▶ Source material
◆ ◆ ◆ ◆

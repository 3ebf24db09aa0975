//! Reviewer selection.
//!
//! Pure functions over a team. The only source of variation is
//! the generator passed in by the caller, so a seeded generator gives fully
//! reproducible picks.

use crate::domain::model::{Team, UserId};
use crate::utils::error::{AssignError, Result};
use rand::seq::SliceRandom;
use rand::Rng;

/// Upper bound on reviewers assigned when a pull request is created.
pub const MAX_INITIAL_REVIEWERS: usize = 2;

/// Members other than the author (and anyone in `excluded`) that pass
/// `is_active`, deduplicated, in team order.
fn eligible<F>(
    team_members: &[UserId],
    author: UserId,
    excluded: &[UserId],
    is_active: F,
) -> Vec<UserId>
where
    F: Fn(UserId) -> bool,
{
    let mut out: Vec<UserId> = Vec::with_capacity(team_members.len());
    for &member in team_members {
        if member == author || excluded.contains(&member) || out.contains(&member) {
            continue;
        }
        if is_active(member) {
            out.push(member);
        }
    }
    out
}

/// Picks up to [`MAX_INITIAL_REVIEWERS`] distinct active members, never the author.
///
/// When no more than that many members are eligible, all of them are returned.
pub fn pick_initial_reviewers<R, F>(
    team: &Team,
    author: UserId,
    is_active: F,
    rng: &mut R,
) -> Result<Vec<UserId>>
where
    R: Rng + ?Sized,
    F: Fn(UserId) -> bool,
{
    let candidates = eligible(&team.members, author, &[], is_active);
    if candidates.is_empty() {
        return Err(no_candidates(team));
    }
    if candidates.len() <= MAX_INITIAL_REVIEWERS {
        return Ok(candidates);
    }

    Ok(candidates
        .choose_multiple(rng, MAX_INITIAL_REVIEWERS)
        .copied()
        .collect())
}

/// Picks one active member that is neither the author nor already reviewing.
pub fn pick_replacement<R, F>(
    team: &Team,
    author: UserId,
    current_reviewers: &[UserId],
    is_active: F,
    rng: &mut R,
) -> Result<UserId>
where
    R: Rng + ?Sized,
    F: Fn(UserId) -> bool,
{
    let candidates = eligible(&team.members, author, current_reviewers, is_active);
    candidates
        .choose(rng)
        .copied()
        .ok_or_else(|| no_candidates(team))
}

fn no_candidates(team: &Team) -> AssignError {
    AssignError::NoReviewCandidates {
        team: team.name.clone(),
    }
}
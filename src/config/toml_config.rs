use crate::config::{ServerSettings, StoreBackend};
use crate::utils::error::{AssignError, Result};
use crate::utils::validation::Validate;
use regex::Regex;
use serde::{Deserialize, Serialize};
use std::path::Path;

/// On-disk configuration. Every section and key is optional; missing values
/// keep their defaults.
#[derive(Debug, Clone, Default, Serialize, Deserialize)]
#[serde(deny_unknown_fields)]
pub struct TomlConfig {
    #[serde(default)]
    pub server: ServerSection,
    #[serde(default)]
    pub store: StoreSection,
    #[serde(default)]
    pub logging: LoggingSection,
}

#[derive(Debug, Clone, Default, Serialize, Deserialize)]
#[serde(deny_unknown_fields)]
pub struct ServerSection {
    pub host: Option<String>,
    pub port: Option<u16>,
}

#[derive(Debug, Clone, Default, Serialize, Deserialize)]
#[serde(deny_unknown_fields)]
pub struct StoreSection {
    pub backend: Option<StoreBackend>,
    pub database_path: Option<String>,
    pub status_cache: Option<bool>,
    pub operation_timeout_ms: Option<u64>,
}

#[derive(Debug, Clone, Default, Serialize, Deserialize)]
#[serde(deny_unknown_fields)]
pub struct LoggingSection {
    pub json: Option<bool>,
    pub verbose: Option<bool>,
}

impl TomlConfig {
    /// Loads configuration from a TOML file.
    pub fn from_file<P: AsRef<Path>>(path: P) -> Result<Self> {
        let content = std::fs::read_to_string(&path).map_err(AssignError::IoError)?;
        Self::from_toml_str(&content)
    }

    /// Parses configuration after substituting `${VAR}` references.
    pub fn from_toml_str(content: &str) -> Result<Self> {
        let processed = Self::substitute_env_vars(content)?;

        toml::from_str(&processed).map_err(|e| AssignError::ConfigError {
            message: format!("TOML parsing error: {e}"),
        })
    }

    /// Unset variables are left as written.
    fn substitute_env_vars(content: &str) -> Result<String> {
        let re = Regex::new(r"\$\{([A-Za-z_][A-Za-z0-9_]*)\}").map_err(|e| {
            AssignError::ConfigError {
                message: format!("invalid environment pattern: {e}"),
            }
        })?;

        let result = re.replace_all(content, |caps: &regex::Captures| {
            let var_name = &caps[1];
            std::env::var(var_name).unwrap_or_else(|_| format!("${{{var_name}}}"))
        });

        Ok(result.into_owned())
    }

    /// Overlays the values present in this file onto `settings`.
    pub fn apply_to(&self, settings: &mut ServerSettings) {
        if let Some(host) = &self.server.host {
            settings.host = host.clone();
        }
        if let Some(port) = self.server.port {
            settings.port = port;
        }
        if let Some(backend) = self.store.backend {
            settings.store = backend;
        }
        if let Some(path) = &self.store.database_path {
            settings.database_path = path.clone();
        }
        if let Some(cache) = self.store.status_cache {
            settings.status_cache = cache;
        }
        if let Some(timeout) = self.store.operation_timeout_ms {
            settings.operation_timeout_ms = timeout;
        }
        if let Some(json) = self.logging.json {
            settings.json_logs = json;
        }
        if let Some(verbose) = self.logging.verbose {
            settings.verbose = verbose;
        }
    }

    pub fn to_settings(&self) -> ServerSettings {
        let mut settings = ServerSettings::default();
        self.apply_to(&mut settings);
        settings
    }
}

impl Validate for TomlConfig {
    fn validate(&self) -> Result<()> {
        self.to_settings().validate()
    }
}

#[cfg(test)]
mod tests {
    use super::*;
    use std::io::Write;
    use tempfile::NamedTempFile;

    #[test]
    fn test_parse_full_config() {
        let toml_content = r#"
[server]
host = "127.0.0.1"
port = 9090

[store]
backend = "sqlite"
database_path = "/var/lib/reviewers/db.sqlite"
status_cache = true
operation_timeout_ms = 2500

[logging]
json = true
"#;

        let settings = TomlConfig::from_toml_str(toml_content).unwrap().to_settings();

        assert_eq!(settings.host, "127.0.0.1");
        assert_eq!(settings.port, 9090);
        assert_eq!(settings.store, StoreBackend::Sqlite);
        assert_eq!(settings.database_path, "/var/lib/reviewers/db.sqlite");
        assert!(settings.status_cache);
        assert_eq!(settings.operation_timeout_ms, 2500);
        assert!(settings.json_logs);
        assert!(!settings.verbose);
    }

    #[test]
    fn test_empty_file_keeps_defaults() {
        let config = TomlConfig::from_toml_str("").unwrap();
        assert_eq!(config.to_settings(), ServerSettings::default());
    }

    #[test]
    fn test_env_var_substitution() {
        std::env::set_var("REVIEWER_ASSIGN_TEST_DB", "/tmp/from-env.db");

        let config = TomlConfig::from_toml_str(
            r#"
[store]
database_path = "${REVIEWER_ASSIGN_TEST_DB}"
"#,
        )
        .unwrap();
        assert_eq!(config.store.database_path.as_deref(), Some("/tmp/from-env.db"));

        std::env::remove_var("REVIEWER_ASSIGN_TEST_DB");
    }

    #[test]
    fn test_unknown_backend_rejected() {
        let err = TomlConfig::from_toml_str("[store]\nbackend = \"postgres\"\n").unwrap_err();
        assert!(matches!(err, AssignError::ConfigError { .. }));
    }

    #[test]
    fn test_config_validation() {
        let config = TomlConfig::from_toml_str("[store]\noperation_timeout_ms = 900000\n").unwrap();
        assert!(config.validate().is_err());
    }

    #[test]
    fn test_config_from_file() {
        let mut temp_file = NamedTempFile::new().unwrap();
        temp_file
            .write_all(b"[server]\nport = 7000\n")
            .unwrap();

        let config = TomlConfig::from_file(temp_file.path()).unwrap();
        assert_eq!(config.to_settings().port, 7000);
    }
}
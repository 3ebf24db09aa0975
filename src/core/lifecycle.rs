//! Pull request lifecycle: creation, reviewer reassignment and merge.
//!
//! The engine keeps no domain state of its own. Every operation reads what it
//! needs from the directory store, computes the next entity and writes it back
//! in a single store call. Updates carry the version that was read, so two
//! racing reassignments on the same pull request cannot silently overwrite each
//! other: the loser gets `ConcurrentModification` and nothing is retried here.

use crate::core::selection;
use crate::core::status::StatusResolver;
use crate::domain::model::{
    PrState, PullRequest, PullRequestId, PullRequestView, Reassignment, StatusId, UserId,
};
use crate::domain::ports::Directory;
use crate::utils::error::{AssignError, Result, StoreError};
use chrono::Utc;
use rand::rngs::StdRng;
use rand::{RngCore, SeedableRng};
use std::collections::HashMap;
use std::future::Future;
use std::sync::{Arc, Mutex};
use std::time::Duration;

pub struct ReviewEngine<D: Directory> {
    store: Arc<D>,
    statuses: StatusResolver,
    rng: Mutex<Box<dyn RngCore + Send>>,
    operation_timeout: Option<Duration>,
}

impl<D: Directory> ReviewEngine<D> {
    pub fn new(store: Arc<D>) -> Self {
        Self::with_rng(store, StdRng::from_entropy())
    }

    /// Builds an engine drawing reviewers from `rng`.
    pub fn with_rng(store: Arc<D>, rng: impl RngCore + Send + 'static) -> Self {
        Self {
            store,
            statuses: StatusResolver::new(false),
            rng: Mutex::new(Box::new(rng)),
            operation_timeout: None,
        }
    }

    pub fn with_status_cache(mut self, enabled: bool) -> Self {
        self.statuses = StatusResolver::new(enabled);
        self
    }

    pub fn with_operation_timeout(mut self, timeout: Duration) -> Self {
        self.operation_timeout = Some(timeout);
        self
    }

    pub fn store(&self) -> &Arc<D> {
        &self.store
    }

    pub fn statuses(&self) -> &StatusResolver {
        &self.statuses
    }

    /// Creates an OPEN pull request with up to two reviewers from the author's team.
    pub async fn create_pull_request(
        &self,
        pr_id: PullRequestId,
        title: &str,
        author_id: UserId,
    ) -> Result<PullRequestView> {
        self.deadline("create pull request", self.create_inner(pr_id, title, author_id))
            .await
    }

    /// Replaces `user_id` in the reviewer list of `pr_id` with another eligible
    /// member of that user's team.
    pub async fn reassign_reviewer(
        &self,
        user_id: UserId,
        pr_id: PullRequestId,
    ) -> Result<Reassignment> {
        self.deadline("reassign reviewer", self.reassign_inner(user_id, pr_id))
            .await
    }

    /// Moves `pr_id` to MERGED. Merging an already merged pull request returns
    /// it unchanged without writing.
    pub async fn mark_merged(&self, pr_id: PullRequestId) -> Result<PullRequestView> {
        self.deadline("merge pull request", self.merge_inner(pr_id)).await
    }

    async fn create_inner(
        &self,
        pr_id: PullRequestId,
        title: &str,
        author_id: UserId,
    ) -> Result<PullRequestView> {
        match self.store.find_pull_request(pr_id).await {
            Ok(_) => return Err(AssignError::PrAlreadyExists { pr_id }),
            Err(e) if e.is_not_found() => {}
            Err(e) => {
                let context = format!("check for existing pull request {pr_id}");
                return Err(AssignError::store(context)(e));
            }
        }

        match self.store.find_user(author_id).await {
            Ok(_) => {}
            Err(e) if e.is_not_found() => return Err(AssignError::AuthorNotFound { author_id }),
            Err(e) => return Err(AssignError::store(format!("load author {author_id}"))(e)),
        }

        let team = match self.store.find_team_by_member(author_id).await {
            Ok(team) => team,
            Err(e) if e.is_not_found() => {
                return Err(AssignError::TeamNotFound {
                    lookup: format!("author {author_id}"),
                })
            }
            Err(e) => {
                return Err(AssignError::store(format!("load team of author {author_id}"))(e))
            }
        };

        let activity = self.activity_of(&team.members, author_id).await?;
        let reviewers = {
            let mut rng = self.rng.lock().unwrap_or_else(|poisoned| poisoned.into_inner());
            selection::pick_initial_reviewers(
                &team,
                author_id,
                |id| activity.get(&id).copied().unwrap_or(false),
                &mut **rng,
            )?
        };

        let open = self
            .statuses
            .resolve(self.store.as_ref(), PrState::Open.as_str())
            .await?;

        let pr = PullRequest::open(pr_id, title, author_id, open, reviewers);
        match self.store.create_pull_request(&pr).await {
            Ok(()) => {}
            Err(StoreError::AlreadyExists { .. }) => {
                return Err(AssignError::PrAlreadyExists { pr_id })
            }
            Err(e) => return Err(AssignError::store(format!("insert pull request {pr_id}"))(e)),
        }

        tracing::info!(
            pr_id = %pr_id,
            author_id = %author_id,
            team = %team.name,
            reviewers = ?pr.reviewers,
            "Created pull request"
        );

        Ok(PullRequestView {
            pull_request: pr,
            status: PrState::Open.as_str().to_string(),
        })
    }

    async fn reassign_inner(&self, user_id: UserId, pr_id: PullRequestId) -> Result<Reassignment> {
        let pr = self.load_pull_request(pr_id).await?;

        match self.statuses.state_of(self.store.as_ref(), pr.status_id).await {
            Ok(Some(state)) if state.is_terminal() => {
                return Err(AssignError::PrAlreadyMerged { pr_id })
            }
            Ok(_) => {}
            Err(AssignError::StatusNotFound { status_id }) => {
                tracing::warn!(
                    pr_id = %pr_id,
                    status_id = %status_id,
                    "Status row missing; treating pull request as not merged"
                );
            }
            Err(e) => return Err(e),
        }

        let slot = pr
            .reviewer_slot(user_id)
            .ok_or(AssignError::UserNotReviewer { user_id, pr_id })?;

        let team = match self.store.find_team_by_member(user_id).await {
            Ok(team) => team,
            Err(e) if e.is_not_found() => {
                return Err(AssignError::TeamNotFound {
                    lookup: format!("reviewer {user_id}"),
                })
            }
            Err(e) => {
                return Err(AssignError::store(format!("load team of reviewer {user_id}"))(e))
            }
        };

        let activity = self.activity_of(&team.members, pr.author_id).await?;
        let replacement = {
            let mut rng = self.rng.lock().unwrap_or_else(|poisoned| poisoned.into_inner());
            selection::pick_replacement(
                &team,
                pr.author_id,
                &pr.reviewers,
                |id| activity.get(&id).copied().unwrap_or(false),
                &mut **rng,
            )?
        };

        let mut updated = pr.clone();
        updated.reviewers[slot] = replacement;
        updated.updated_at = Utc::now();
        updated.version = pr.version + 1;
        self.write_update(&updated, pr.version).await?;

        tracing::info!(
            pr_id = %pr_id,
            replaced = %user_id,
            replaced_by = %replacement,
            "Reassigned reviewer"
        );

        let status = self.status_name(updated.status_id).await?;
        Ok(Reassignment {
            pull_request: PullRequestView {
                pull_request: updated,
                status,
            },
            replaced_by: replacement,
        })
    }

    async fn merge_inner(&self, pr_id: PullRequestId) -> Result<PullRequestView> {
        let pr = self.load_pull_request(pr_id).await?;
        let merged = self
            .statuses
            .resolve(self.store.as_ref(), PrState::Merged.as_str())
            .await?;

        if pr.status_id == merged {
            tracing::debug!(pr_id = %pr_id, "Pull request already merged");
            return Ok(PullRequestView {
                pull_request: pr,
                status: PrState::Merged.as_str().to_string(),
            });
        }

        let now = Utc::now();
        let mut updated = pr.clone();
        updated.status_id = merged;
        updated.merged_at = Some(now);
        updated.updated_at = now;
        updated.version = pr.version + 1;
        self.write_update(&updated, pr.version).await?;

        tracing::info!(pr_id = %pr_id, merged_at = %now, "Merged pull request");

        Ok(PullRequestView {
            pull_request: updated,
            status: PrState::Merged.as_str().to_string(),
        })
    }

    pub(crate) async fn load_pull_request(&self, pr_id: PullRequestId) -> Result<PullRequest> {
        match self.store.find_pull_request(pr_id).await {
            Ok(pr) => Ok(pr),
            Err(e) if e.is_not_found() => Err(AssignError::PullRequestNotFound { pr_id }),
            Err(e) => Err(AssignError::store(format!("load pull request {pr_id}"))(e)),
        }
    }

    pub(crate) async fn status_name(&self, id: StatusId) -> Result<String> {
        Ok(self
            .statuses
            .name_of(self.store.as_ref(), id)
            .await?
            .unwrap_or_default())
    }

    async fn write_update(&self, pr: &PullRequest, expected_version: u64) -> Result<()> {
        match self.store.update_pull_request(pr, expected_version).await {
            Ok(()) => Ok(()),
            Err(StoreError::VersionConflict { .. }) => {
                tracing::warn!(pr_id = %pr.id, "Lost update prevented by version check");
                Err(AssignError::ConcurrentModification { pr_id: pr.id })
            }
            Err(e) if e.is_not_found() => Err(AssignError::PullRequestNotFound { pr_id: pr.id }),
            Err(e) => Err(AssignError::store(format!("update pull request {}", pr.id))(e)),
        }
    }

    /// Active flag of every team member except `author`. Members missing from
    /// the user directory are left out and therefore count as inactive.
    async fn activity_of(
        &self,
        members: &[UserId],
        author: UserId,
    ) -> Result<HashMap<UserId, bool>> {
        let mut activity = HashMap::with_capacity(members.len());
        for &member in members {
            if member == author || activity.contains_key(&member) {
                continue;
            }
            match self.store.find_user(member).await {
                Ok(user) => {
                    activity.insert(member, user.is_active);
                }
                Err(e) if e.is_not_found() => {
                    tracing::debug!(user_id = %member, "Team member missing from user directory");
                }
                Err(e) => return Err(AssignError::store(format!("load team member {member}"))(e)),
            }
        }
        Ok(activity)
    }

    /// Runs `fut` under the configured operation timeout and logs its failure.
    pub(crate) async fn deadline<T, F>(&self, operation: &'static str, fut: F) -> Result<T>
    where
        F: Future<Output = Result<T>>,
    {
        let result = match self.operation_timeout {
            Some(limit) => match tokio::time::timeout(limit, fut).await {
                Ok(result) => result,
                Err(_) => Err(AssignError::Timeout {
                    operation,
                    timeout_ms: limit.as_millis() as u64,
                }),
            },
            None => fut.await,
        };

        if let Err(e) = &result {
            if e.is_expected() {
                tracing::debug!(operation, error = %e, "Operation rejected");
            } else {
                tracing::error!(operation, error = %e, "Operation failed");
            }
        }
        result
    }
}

◆ ◆ ◆ ◆

▶ Activity
Pick every line of the data that includes the string "ConcurrentModification".

▶ Exercise result
//! other: the loser gets `ConcurrentModification` and nothing is retried here.
                Err(AssignError::ConcurrentModification { pr_id: pr.id })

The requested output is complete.